Arnold Hauser, the Sociology of Art (1963)

Thursday, October 19, 2006

Solicitation of artwork
The past week I have had 3 different groups come by my studio to solicit for art work for different causes; an internship program at the law school, an opera program and a public TV station. I am sure they are all working for a great cause and I can imagine how hard it is to go around and solicit strangers for free gifts, but still…. Artists are not a wealthy breed and I question the rational of giving away hours and hours of hard work for nothing in return. One organization, that is close to my heart, the Waldorf school and foundation, knows how to do it right. In the spring when they had a fundraiser for a new school they are building they gave the artists 50% of the money the work collected, a win for everybody. The school got lots of great art work and the artists made the same amount of money they would in a gallery. The artists were on top of that invited to a special opening where they were honored by the school.

Tuesday, October 17, 2006

My web page is done ! Thank you Jason. It looks great. Check it out: ninibaeckstrom.com.

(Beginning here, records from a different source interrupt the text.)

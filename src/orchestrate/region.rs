use std::collections::{HashMap, HashSet};

use crate::config::EffectiveConfig;
use crate::foundation::core::{Point, Rect, Segment, Size, Vec2};
use crate::foundation::ids::RegionKey;
use crate::render::Bounds;

/// Build one segment per measured line box.
///
/// The first segment's leading edge and the last segment's trailing edge take the provider's
/// flags; edges created by wrapping inside the region always continue.
pub(crate) fn segments_for(boxes: &[Rect], before: bool, after: bool) -> Vec<Segment> {
    let last = boxes.len().saturating_sub(1);
    boxes
        .iter()
        .enumerate()
        .map(|(i, b)| {
            Segment::new(*b).with_continuation(
                if i == 0 { before } else { true },
                if i == last { after } else { true },
            )
        })
        .collect()
}

/// Number of annotated regions on the parent chain of `key`, itself included.
///
/// Parents that are not among `parents` end the walk. A cycle ends it at the first repeat.
pub(crate) fn nesting_depth(key: &RegionKey, parents: &HashMap<RegionKey, Option<RegionKey>>) -> usize {
    let mut depth = 1;
    let mut seen = HashSet::from([key]);
    let mut current = parents.get(key).and_then(Option::as_ref);
    while let Some(parent) = current {
        if !parents.contains_key(parent) || !seen.insert(parent) {
            break;
        }
        depth += 1;
        current = parents.get(parent).and_then(Option::as_ref);
    }
    depth
}

/// Stacking order for a region at `depth`.
pub fn z_index_for_depth(depth: usize) -> i32 {
    if depth <= 1 {
        1
    } else {
        1000_i32.saturating_add(i32::try_from(depth).unwrap_or(i32::MAX))
    }
}

/// Overlay rectangle for a segment whose renderer reported `bounds`.
pub(crate) fn placement(segment: &Segment, bounds: &Bounds, config: &EffectiveConfig) -> (Point, Size) {
    let b = segment.bounds;
    let h = b.height();
    let top = b.y0 - bounds.vertical_offset - 0.1 * h + config.offset * h / 2.0;
    let left = b.x0 - bounds.horizontal_padding;
    (
        Point::new(left, top),
        Size::new(f64::from(bounds.width), h.max(bounds.total_height)),
    )
}

pub(crate) fn skew_for(segment: &Segment, config: &EffectiveConfig) -> Vec2 {
    let h = segment.height();
    Vec2::new(config.skew_x * h, config.skew_y * h)
}

#[cfg(test)]
#[path = "../../tests/unit/orchestrate/region.rs"]
mod tests;
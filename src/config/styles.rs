use std::collections::HashMap;
use std::sync::{Arc, LazyLock, PoisonError, RwLock};

use crate::config::schema::OptionMap;

static GLOBAL: LazyLock<Arc<StyleRegistry>> = LazyLock::new(|| Arc::new(StyleRegistry::new()));

/// Named option fragments ("styles") that regions reference by name.
///
/// Entries are only ever added or overwritten. The process-wide instance is reachable through
/// [`StyleRegistry::global`]; tests and embedders can inject their own `Arc<StyleRegistry>`.
#[derive(Debug, Default)]
pub struct StyleRegistry {
    styles: RwLock<HashMap<String, OptionMap>>,
}

impl StyleRegistry {
    /// Create an empty registry.
    pub fn new() -> Self {
        Self::default()
    }

    /// Shared process-wide registry.
    pub fn global() -> Arc<Self> {
        Arc::clone(&GLOBAL)
    }

    /// Register `options` under `name`, replacing any previous definition.
    pub fn define(&self, name: impl Into<String>, options: OptionMap) {
        let name = name.into();
        tracing::debug!(style = %name, keys = options.len(), "style defined");
        self.styles
            .write()
            .unwrap_or_else(PoisonError::into_inner)
            .insert(name, options);
    }

    /// Snapshot of the fragment registered under `name`.
    pub fn get(&self, name: &str) -> Option<OptionMap> {
        self.styles
            .read()
            .unwrap_or_else(PoisonError::into_inner)
            .get(name)
            .cloned()
    }

    /// Registered style names, sorted.
    pub fn names(&self) -> Vec<String> {
        let mut names: Vec<String> = self
            .styles
            .read()
            .unwrap_or_else(PoisonError::into_inner)
            .keys()
            .cloned()
            .collect();
        names.sort();
        names
    }
}

#[cfg(test)]
#[path = "../../tests/unit/config/styles.rs"]
mod tests;
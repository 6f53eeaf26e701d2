//! inkmark draws procedural, progressively revealed highlight strokes over text regions.
//!
//! The crate has two layers:
//!
//! - [`Renderer`]: one segment (one visual line of a region) turned into static stroke geometry
//!   (wave highlight, rounded outline, burst, scribble or sketch) that is painted piecewise as
//!   reveal progress advances.
//! - [`RegionOrchestrator`]: discovers regions through host bindings, resolves their cascading
//!   options, builds renderers per generation and drives their reveal from frame ticks.
//!
//! Hosts implement the traits in [`HostBindings`]; [`CpuSurfaceFactory`] and
//! [`RecordingSurfaceFactory`] are ready-made drawing surfaces.
#![forbid(unsafe_code)]
#![warn(missing_docs)]

mod foundation;

pub(crate) mod animation;
/// Option schema, validation, cascading resolution and named styles.
pub mod config;
/// Region discovery, trigger policy and generation management.
pub mod orchestrate;
/// Drawing surfaces and the progressive-reveal renderer.
pub mod render;
pub(crate) mod strokes;

pub use crate::animation::ease::Easing;
pub use crate::config::{
    ConfigResolver, ConfigWarning, DrawingMode, EffectiveConfig, OptionMap, StyleRegistry,
};
pub use crate::foundation::color::Color;
pub use crate::foundation::core::{Point, Rect, Segment, Size, Vec2};
pub use crate::foundation::error::{InkError, InkResult};
pub use crate::foundation::ids::{ElementId, RegionKey, SegmentRef, SubscriptionId, TickHandle};
pub use crate::orchestrate::{HostBindings, RegionInfo, RegionOrchestrator};
pub use crate::render::{
    Bounds, CpuSurfaceFactory, RecordingSurfaceFactory, Renderer, Surface, SurfaceFactory,
};
use super::*;

#[test]
fn solid_paint_is_uniform() {
    let c = Color::rgb(10, 20, 30);
    let p = Paint::Solid(c);
    assert_eq!(p.color_at(Point::new(0.0, 0.0)), c);
    assert_eq!(p.color_at(Point::new(500.0, -3.0)), c);
}

#[test]
fn gradient_samples_along_axis_and_clamps() {
    let p = Paint::LinearGradient {
        start: Point::new(0.0, 0.0),
        end: Point::new(100.0, 0.0),
        from: Color::rgb(0, 0, 0),
        to: Color::rgb(200, 100, 0),
    };
    assert_eq!(p.color_at(Point::new(-50.0, 7.0)), Color::rgb(0, 0, 0));
    assert_eq!(p.color_at(Point::new(50.0, 30.0)), Color::rgb(100, 50, 0));
    assert_eq!(p.color_at(Point::new(150.0, 0.0)), Color::rgb(200, 100, 0));
}

#[test]
fn degenerate_gradient_uses_start_color() {
    let p = Paint::LinearGradient {
        start: Point::new(5.0, 5.0),
        end: Point::new(5.0, 5.0),
        from: Color::rgb(1, 2, 3),
        to: Color::rgb(9, 9, 9),
    };
    assert_eq!(p.color_at(Point::new(0.0, 0.0)), Color::rgb(1, 2, 3));
}
use std::fmt;

/// Stable identity of an annotated region; survives across generations.
#[derive(
    Debug, Clone, PartialEq, Eq, Hash, PartialOrd, Ord, serde::Serialize, serde::Deserialize,
)]
pub struct RegionKey(pub String);

impl RegionKey {
    /// Build a key from any string-like value.
    pub fn new(key: impl Into<String>) -> Self {
        Self(key.into())
    }

    /// Borrow the key text.
    pub fn as_str(&self) -> &str {
        &self.0
    }
}

impl fmt::Display for RegionKey {
    fn fmt(&self, f: &mut fmt::Formatter<'_>) -> fmt::Result {
        f.write_str(&self.0)
    }
}

impl From<&str> for RegionKey {
    fn from(value: &str) -> Self {
        Self::new(value)
    }
}

impl From<String> for RegionKey {
    fn from(value: String) -> Self {
        Self(value)
    }
}

/// Host-assigned identity of one overlay element (one per segment per generation).
#[derive(Debug, Clone, Copy, PartialEq, Eq, Hash, PartialOrd, Ord)]
pub struct ElementId(pub u64);

/// Host-assigned handle of one outstanding frame tick.
#[derive(Debug, Clone, Copy, PartialEq, Eq, Hash, PartialOrd, Ord)]
pub struct TickHandle(pub u64);

/// Host-assigned handle of one environment event subscription.
#[derive(Debug, Clone, Copy, PartialEq, Eq, Hash, PartialOrd, Ord)]
pub struct SubscriptionId(pub u64);

/// Address of one segment within the current generation.
#[derive(Debug, Clone, PartialEq, Eq, Hash, PartialOrd, Ord)]
pub struct SegmentRef {
    /// Owning region.
    pub region: RegionKey,
    /// 0-based visual line index inside the region.
    pub index: usize,
}

impl SegmentRef {
    /// Address segment `index` of `region`.
    pub fn new(region: RegionKey, index: usize) -> Self {
        Self { region, index }
    }
}

impl fmt::Display for SegmentRef {
    fn fmt(&self, f: &mut fmt::Formatter<'_>) -> fmt::Result {
        write!(f, "{}#{}", self.region, self.index)
    }
}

We went sailing in the Chesapeake Bay this weekend, a great fall sail. Saw 7 dolphins and caught 2 Blue fish. Read Louise Bourgeoisie’s book:” Destruction of the father, reconstruction of the father”. She is so honest it shocks you and forces you to look at yourself. I like how she relates to the material and lives her art. As she chisels away at the marble she is hitting at the issue she is trying to work out inside of herself as well as portray. A therapeutic way of thinking of art. I always thought being an artist was a privilege too. She speaks of expressing her unconscious; I experience it more as if I hear the whisper of my soul.